CHP Genel Başkanı Özgür Özel, partisinin grup toplantısında bugün (22 Ekim) önemli açıklamalarda bulundu. MHP Genel Başkanı Devlet Bahçeli’nin 'terörist başı' çağrısına yanıt veren Özel, Cumhurbaşkanı Erdoğan'ı yeniden seçme amacı güden bir planın işaretlerini gördüğünü ifade etti.
Kürt Sorunu'nda çözümün Türkiye Büyük Millet Meclisi (TBMM) olduğunu vurgulayan Özel, Bahçeli'nin genel seçimlerde partisine terörist yaftası yapıştırma çabalarını halkın vicdanına havale ettiğini belirtti. Öcalan’ın bir "villaya" yerleştirilerek Kürt sorununun çözülemeyeceğini söyleyen Özel, CHP'nin bu konudaki tutumunun asla değişmeyeceğini dile getirdi.
Özel, çözümün, kendini Türkiye'den ayrı hisseden Kürtlerin, herkesle eşit olduklarına inanmasıyla sağlanabileceğini belirtti.
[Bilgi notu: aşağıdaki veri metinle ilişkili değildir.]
use anyhow::{Result, bail};
use chrono::Local;
use clap::Args;
use colored::Colorize;
use std::time::Duration;
use tracing::info;

use super::common::CommandContext;
use crate::upgrade::{AutoCheck, UpdateCheckResult};

/// Check for updates periodically until interrupted with Ctrl-C.
#[derive(Args, Debug)]
pub struct WatchCommand {
    /// Seconds between checks; defaults to `upgrade.check_interval`.
    #[arg(long, value_name = "SECS")]
    interval: Option<u64>,
}

impl WatchCommand {
    pub async fn execute(self, ctx: &CommandContext) -> Result<()> {
        let interval = match self.interval {
            Some(0) => None,
            Some(secs) => Some(Duration::from_secs(secs)),
            None => ctx.config.upgrade.interval(),
        };
        let Some(interval) = interval else {
            bail!("Periodic update checks are disabled (check_interval = 0)");
        };

        if ctx.config.upgrade.check_on_startup {
            print_result(ctx.updater.app_version(), &ctx.updater.check_for_updates().await);
        }

        info!("Checking for updates every {}s", interval.as_secs());
        println!(
            "{}",
            format!("Watching for updates every {}s; press Ctrl-C to stop", interval.as_secs())
                .dimmed()
        );

        let mut auto = AutoCheck::spawn(ctx.updater.clone(), interval);
        loop {
            tokio::select! {
                result = auto.next_result() => match result {
                    Some(result) => print_result(ctx.updater.app_version(), &result),
                    None => break,
                },
                _ = tokio::signal::ctrl_c() => break,
            }
        }
        auto.shutdown().await;
        println!("{}", "Stopped watching".dimmed());
        Ok(())
    }
}

fn print_result(app_version: &str, result: &UpdateCheckResult) {
    let stamp = Local::now().format("%H:%M:%S");
    match (&result.error, result.latest_version.as_ref().filter(|_| result.has_update)) {
        (Some(error), _) => {
            eprintln!("[{stamp}] {} {error}", "Update check failed:".yellow());
        }
        (None, Some(record)) => {
            println!(
                "[{stamp}] {}",
                format!("Update available: {app_version} -> {}", record.version).green()
            );
        }
        (None, None) => println!("[{stamp}] Up to date ({app_version})"),
    }
}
Konuşmasında şunları ifade etti:
"Kimileri bu durumu tarihin akışının değişeceği bir gün olarak nitelendiriyor. Sayın Bahçeli’nin TBMM’deki konuşmasını dikkatle izledik. Kapalı kapılar ardında bazı müzakerelerin yürütüldüğünü görüyoruz. Bahçeli’nin ifadesiyle, TBMM’nin yetkisinde olan bir af önerisi var; tecritin kaldırılması ve Öcalan’ın Meclis’e getirilmesi çağrısı yapılıyor. 'Örgüte silah bırakma çağrısı yaptın. Bütün sorunlar sona ermiştir' diyen bir anlayışla karşı karşıyayız.
Eğer Türkiye’de bir daha şehit düşmeyecekse, kan akmayacaksa, anaların gözyaşı duracaksa; Türk'ün de Kürt'ün de gözünden akan yaşlar duracaksa, Mehmetçiğe karşı namlular doğrulmayacaksa, her söylenen kelime değerlidir.
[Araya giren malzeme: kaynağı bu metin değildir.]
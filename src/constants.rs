//! Constants shared across modules.

use std::time::Duration;

/// `User-Agent` sent with registry queries and downloads.
pub const USER_AGENT: &str = concat!("branchbook-updater/", env!("CARGO_PKG_VERSION"));

/// Name of the downloads directory under the system temp directory.
pub const DOWNLOAD_DIR_NAME: &str = "branchbook-updates";

/// Window over which download speed is averaged.
pub const SPEED_WINDOW: Duration = Duration::from_secs(3);

/// Minimum sample span before a speed is reported.
pub const MIN_SPEED_SPAN: Duration = Duration::from_millis(200);
//! In-app update coordinator.
//!
//! Finds a newer published build, downloads its installer in the background
//! and hands it to the OS at the moment the user picked: right away, when the
//! application closes, or on its next launch.
//!
//! # Architecture Overview
//!
//! ```text
//! UpdateChecker ──(newer build)──► DownloadManager ──(installer ready)──► InstallScheduler
//!      │                               │                                     │
//!  VersionRegistry                 EventBus                          PendingInstallStore
//!  (REST query)            (progress / complete / cancelled)        (pending_install.json)
//!                                                                            │
//!                                                                   InstallerLauncher
//! ```
//!
//! - [`version_check::UpdateChecker`] compares the running version with the
//!   newest `published` [`registry::VersionRecord`] for the platform.
//! - [`download::DownloadManager`] streams one installer at a time into the
//!   download directory, publishing [`events::UpdateEvent`]s.
//! - [`scheduler::InstallScheduler`] is the state machine deciding when the
//!   installer runs, persisting deferred choices.
//! - [`updater::Updater`] ties them together behind the operations a
//!   presenter calls, plus the `on_startup` / `on_before_close` hooks.
//! - [`auto_check::AutoCheck`] re-runs the check on a timer.
//!
//! # Typical Flow
//!
//! ```bash
//! branchbook-updater check
//! branchbook-updater download --then next-launch
//! branchbook-updater hook startup      # run by the host on its next start
//! ```
//!
//! # Error Handling
//!
//! Components return [`UpdateError`](crate::core::UpdateError) internally;
//! [`Updater`] turns every failure into a result value so nothing escapes to
//! the host:
//!
//! ```rust,no_run
//! use branchbook_updater::upgrade::Updater;
//!
//! # async fn example(updater: &Updater) {
//! let result = updater.cancel_download().await;
//! if !result.success {
//!     eprintln!("{}", result.error.unwrap_or_default());
//! }
//! # }
//! ```

pub mod auto_check;
/// `[upgrade]` configuration table.
pub mod config;
pub mod download;
pub mod events;
/// OS primitives for launching installers and opening URLs.
pub mod launcher;
pub mod pending;
/// Version registry client and record types.
pub mod registry;
pub mod scheduler;
pub mod updater;
/// Download checksum verification.
pub mod verification;
pub mod version;
/// Update checks against the registry.
pub mod version_check;


pub use auto_check::AutoCheck;
pub use download::{DownloadHandle, DownloadManager, DownloadOutcome};
pub use events::{DownloadProgress, EventBus, Subscription, SubscriptionId, UpdateEvent};
pub use launcher::{InstallerLauncher, SystemLauncher};
pub use pending::{PendingInstallChoice, PendingInstallMode, PendingInstallStore};
pub use registry::{HttpVersionRegistry, Platform, ReleaseStatus, VersionRecord, VersionRegistry};
pub use scheduler::{InstallScheduler, InstallState, LifecycleAction, ScheduleMode, UpdateSession};
pub use updater::{ActionResult, DownloadResult, LifecycleOutcome, Updater};
pub use verification::ChecksumVerifier;
pub use version::compare_versions;
pub use version_check::{UpdateCheckResult, UpdateChecker};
"Bütün geçmişte yaşananlara rağmen değer veriyoruz. CHP olarak terörün sona ermesi için tam destek vereceğiz. Ancak bu durumu tek başına yapabileceğini sanan kişilere şunu söylemek isterim; geçmişte kurduğunuz ilişkilerle, sohbetlerinizle ya da Kürt seçmenden destek almak adına ne kadar hakaret ettiğinizi biliyoruz. Ne o partiye ne de başka birine terörist demekten çekinmediniz.
"DEVLET BEY ZATEN ÇOK SIK DÖNER" Bahçeli'nin geçmişte sarf ettiği her sözün ne denli boş ve yanıltıcı olduğunu hep birlikte gördünüz. Bunları halkın vicdanına havale ediyorum. Devlet Bey zaten sık sık döner, o döndü diye biz doğru bildiğimizi söylemekten geri durmayacağız. Geçmişteki söylemleri tekrarlamakta, yine TBMM'yi dışlamaktadır. Ne yapılacaksa TBMM’de şeffaf bir şekilde gerçekleştirilecek; tutulamayacak sözler verilmeyecek ve samimiyetle yürütülecek. Tam bir mutabakat olmadan hiçbir sonuca ulaşılamayacak, bu durum daha kötü sonuçlar doğuracaktır.
Biz asla barışa ve kardeşliğe karşı bir çelişki oluşturacak bir ifade kullanmayacağız. Silahların bırakılmasını savunurken, 86 milyon insanın bir araya gelmesini desteklerken sesimiz titremeyecek. Türküyle Kürdüyle herkesin gözü önünde bu süreci savunacağız. Milleti birbirine düşman edecek her türlü davranışın karşısında duracağız."